- _DIRECTIONS_
Type the entries out once more. Match them exactly.

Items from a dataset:

········

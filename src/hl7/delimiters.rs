use log::{debug, warn};
use serde::{Deserialize, Serialize};

/// Segment code of the header that carries the delimiters.
pub const HEADER_SEGMENT: &str = "MSH";

/// Shortest header that still carries a field separator and the four encoding characters.
const MIN_HEADER_LENGTH: usize = 8;

/// The five special characters governing how one message is split.
#[derive(Debug, Clone, Copy, PartialEq, Eq, Serialize, Deserialize)]
pub struct Delimiters {
    pub field: char,
    pub component: char,
    pub repetition: char,
    pub escape: char,
    pub sub_component: char,
}

impl Default for Delimiters {
    fn default() -> Self {
        Delimiters {
            field: '|',
            component: '^',
            repetition: '~',
            escape: '\\',
            sub_component: '&',
        }
    }
}

impl Delimiters {
    /// Reads the delimiters from a raw `MSH` segment, falling back to `| ^ ~ \ &` when the
    /// header is missing, too short or declares the same character twice.
    ///
    /// ```
    /// use hl7_processor::hl7::Delimiters;
    /// let d = Delimiters::extract("MSH#$%!*#APP");
    /// assert_eq!((d.field, d.component, d.sub_component), ('#', '$', '*'));
    /// ```
    pub fn extract(raw_header: &str) -> Delimiters {
        if !raw_header.starts_with(HEADER_SEGMENT) {
            debug!("No MSH header, using default delimiters");
            return Delimiters::default();
        }

        let chars: Vec<char> = raw_header.chars().take(MIN_HEADER_LENGTH).collect();
        if chars.len() < MIN_HEADER_LENGTH {
            warn!(
                "MSH header '{}' is too short to carry delimiters, using defaults",
                raw_header
            );
            return Delimiters::default();
        }

        let delimiters = Delimiters {
            field: chars[3],
            component: chars[4],
            repetition: chars[5],
            escape: chars[6],
            sub_component: chars[7],
        };

        if !delimiters.is_usable() {
            warn!(
                "MSH header declares unusable delimiters {:?}, using defaults",
                delimiters.all()
            );
            return Delimiters::default();
        }

        delimiters
    }

    pub fn all(&self) -> [char; 5] {
        [
            self.field,
            self.component,
            self.repetition,
            self.escape,
            self.sub_component,
        ]
    }

    /// Distinct, and none of them could be mistaken for data.
    fn is_usable(&self) -> bool {
        let all = self.all();
        all.iter().enumerate().all(|(i, c)| {
            !all[i + 1..].contains(c) && !c.is_alphanumeric() && !c.is_whitespace()
        })
    }

    /// `MSH-2` as it appears on the wire.
    pub fn encoding_characters(&self) -> String {
        [
            self.component,
            self.repetition,
            self.escape,
            self.sub_component,
        ]
        .iter()
        .collect()
    }

    /// Builds the set from `MSH-1` and `MSH-2` values, as carried by the JSON and XML projections.
    pub fn from_parts(field: &str, encoding: &str) -> Option<Delimiters> {
        let mut field_chars = field.chars();
        let field = field_chars.next()?;
        if field_chars.next().is_some() {
            return None;
        }
        let encoding: Vec<char> = encoding.chars().collect();
        if encoding.len() < 4 {
            return None;
        }
        let delimiters = Delimiters {
            field,
            component: encoding[0],
            repetition: encoding[1],
            escape: encoding[2],
            sub_component: encoding[3],
        };
        delimiters.is_usable().then_some(delimiters)
    }

    pub fn is_reserved(&self, c: char) -> bool {
        self.all().contains(&c)
    }
}

#[cfg(test)]
mod tests {
    use super::*;

    #[test]
    fn defaults_are_standard() {
        let d = Delimiters::default();
        assert_eq!(d.all(), ['|', '^', '~', '\\', '&']);
        assert_eq!(d.encoding_characters(), "^~\\&");
    }

    #[test]
    fn extracts_from_standard_header() {
        let d = Delimiters::extract("MSH|^~\\&|SND|SND");
        assert_eq!(d, Delimiters::default());
    }

    #[test]
    fn extracts_custom_delimiters() {
        let d = Delimiters::extract("MSH!@#$%!APP");
        assert_eq!(d.field, '!');
        assert_eq!(d.component, '@');
        assert_eq!(d.repetition, '#');
        assert_eq!(d.escape, '$');
        assert_eq!(d.sub_component, '%');
    }

    #[test]
    fn short_or_foreign_header_gives_defaults() {
        assert_eq!(Delimiters::extract("MSH|^~"), Delimiters::default());
        assert_eq!(Delimiters::extract("PID|1||123"), Delimiters::default());
        assert_eq!(Delimiters::extract(""), Delimiters::default());
    }

    #[test]
    fn duplicated_delimiters_give_defaults() {
        assert_eq!(Delimiters::extract("MSH|^^\\&|X"), Delimiters::default());
    }

    #[test]
    fn from_parts_round_trips() {
        let d = Delimiters::from_parts("#", "$~\\&").unwrap();
        assert_eq!(d.field, '#');
        assert_eq!(d.component, '$');
        assert!(Delimiters::from_parts("||", "^~\\&").is_none());
        assert!(Delimiters::from_parts("|", "^~").is_none());
    }
}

········

- _SOLVED PROBLEM_
filename src/hl7/delimiters.rs
use log::{debug, warn};
use serde::{Deserialize, Serialize};

/// Segment code of the header that carries the delimiters.
pub const HEADER_SEGMENT: &str = "MSH";

/// Shortest header that still carries a field separator and the four encoding characters.
const MIN_HEADER_LENGTH: usize = 8;

/// The five special characters governing how one message is split.
#[derive(Debug, Clone, Copy, PartialEq, Eq, Serialize, Deserialize)]
pub struct Delimiters {
    pub field: char,
    pub component: char,
    pub repetition: char,
    pub escape: char,
    pub sub_component: char,
}

impl Default for Delimiters {
    fn default() -> Self {
        Delimiters {
            field: '|',
            component: '^',
            repetition: '~',
            escape: '\\',
            sub_component: '&',
        }
    }
}

impl Delimiters {
    /// Reads the delimiters from a raw `MSH` segment, falling back to `| ^ ~ \ &` when the
    /// header is missing, too short or declares the same character twice.
    ///
    /// ```
    /// use hl7_processor::hl7::Delimiters;
    /// let d = Delimiters::extract("MSH#$%!*#APP");
    /// assert_eq!((d.field, d.component, d.sub_component), ('#', '$', '*'));
    /// ```
    pub fn extract(raw_header: &str) -> Delimiters {
        if !raw_header.starts_with(HEADER_SEGMENT) {
            debug!("No MSH header, using default delimiters");
            return Delimiters::default();
        }

        let chars: Vec<char> = raw_header.chars().take(MIN_HEADER_LENGTH).collect();
        if chars.len() < MIN_HEADER_LENGTH {
            warn!(
                "MSH header '{}' is too short to carry delimiters, using defaults",
                raw_header
            );
            return Delimiters::default();
        }

        let delimiters = Delimiters {
            field: chars[3],
            component: chars[4],
            repetition: chars[5],
            escape: chars[6],
            sub_component: chars[7],
        };

        if !delimiters.is_usable() {
            warn!(
                "MSH header declares unusable delimiters {:?}, using defaults",
                delimiters.all()
            );
            return Delimiters::default();
        }

        delimiters
    }

    pub fn all(&self) -> [char; 5] {
        [
            self.field,
            self.component,
            self.repetition,
            self.escape,
            self.sub_component,
        ]
    }

    /// Distinct, and none of them could be mistaken for data.
    fn is_usable(&self) -> bool {
        let all = self.all();
        all.iter().enumerate().all(|(i, c)| {
            !all[i + 1..].contains(c) && !c.is_alphanumeric() && !c.is_whitespace()
        })
    }

    /// `MSH-2` as it appears on the wire.
    pub fn encoding_characters(&self) -> String {
        [
            self.component,
            self.repetition,
            self.escape,
            self.sub_component,
        ]
        .iter()
        .collect()
    }

    /// Builds the set from `MSH-1` and `MSH-2` values, as carried by the JSON and XML projections.
    pub fn from_parts(field: &str, encoding: &str) -> Option<Delimiters> {
        let mut field_chars = field.chars();
        let field = field_chars.next()?;
        if field_chars.next().is_some() {
            return None;
        }
        let encoding: Vec<char> = encoding.chars().collect();
        if encoding.len() < 4 {
            return None;
        }
        let delimiters = Delimiters {
            field,
            component: encoding[0],
            repetition: encoding[1],
            escape: encoding[2],
            sub_component: encoding[3],
        };
        delimiters.is_usable().then_some(delimiters)
    }

    pub fn is_reserved(&self, c: char) -> bool {
        self.all().contains(&c)
    }
}

#[cfg(test)]
mod tests {
    use super::*;

    #[test]
    fn defaults_are_standard() {
        let d = Delimiters::default();
        assert_eq!(d.all(), ['|', '^', '~', '\\', '&']);
        assert_eq!(d.encoding_characters(), "^~\\&");
    }

    #[test]
    fn extracts_from_standard_header() {
        let d = Delimiters::extract("MSH|^~\\&|SND|SND");
        assert_eq!(d, Delimiters::default());
    }

    #[test]
    fn extracts_custom_delimiters() {
        let d = Delimiters::extract("MSH!@#$%!APP");
        assert_eq!(d.field, '!');
        assert_eq!(d.component, '@');
        assert_eq!(d.repetition, '#');
        assert_eq!(d.escape, '$');
        assert_eq!(d.sub_component, '%');
    }

    #[test]
    fn short_or_foreign_header_gives_defaults() {
        assert_eq!(Delimiters::extract("MSH|^~"), Delimiters::default());
        assert_eq!(Delimiters::extract("PID|1||123"), Delimiters::default());
        assert_eq!(Delimiters::extract(""), Delimiters::default());
    }

    #[test]
    fn duplicated_delimiters_give_defaults() {
        assert_eq!(Delimiters::extract("MSH|^^\\&|X"), Delimiters::default());
    }

    #[test]
    fn from_parts_round_trips() {
        let d = Delimiters::from_parts("#", "$~\\&").unwrap();
        assert_eq!(d.field, '#');
        assert_eq!(d.component, '$');
        assert!(Delimiters::from_parts("||", "^~\\&").is_none());
        assert!(Delimiters::from_parts("|", "^~").is_none());
    }
}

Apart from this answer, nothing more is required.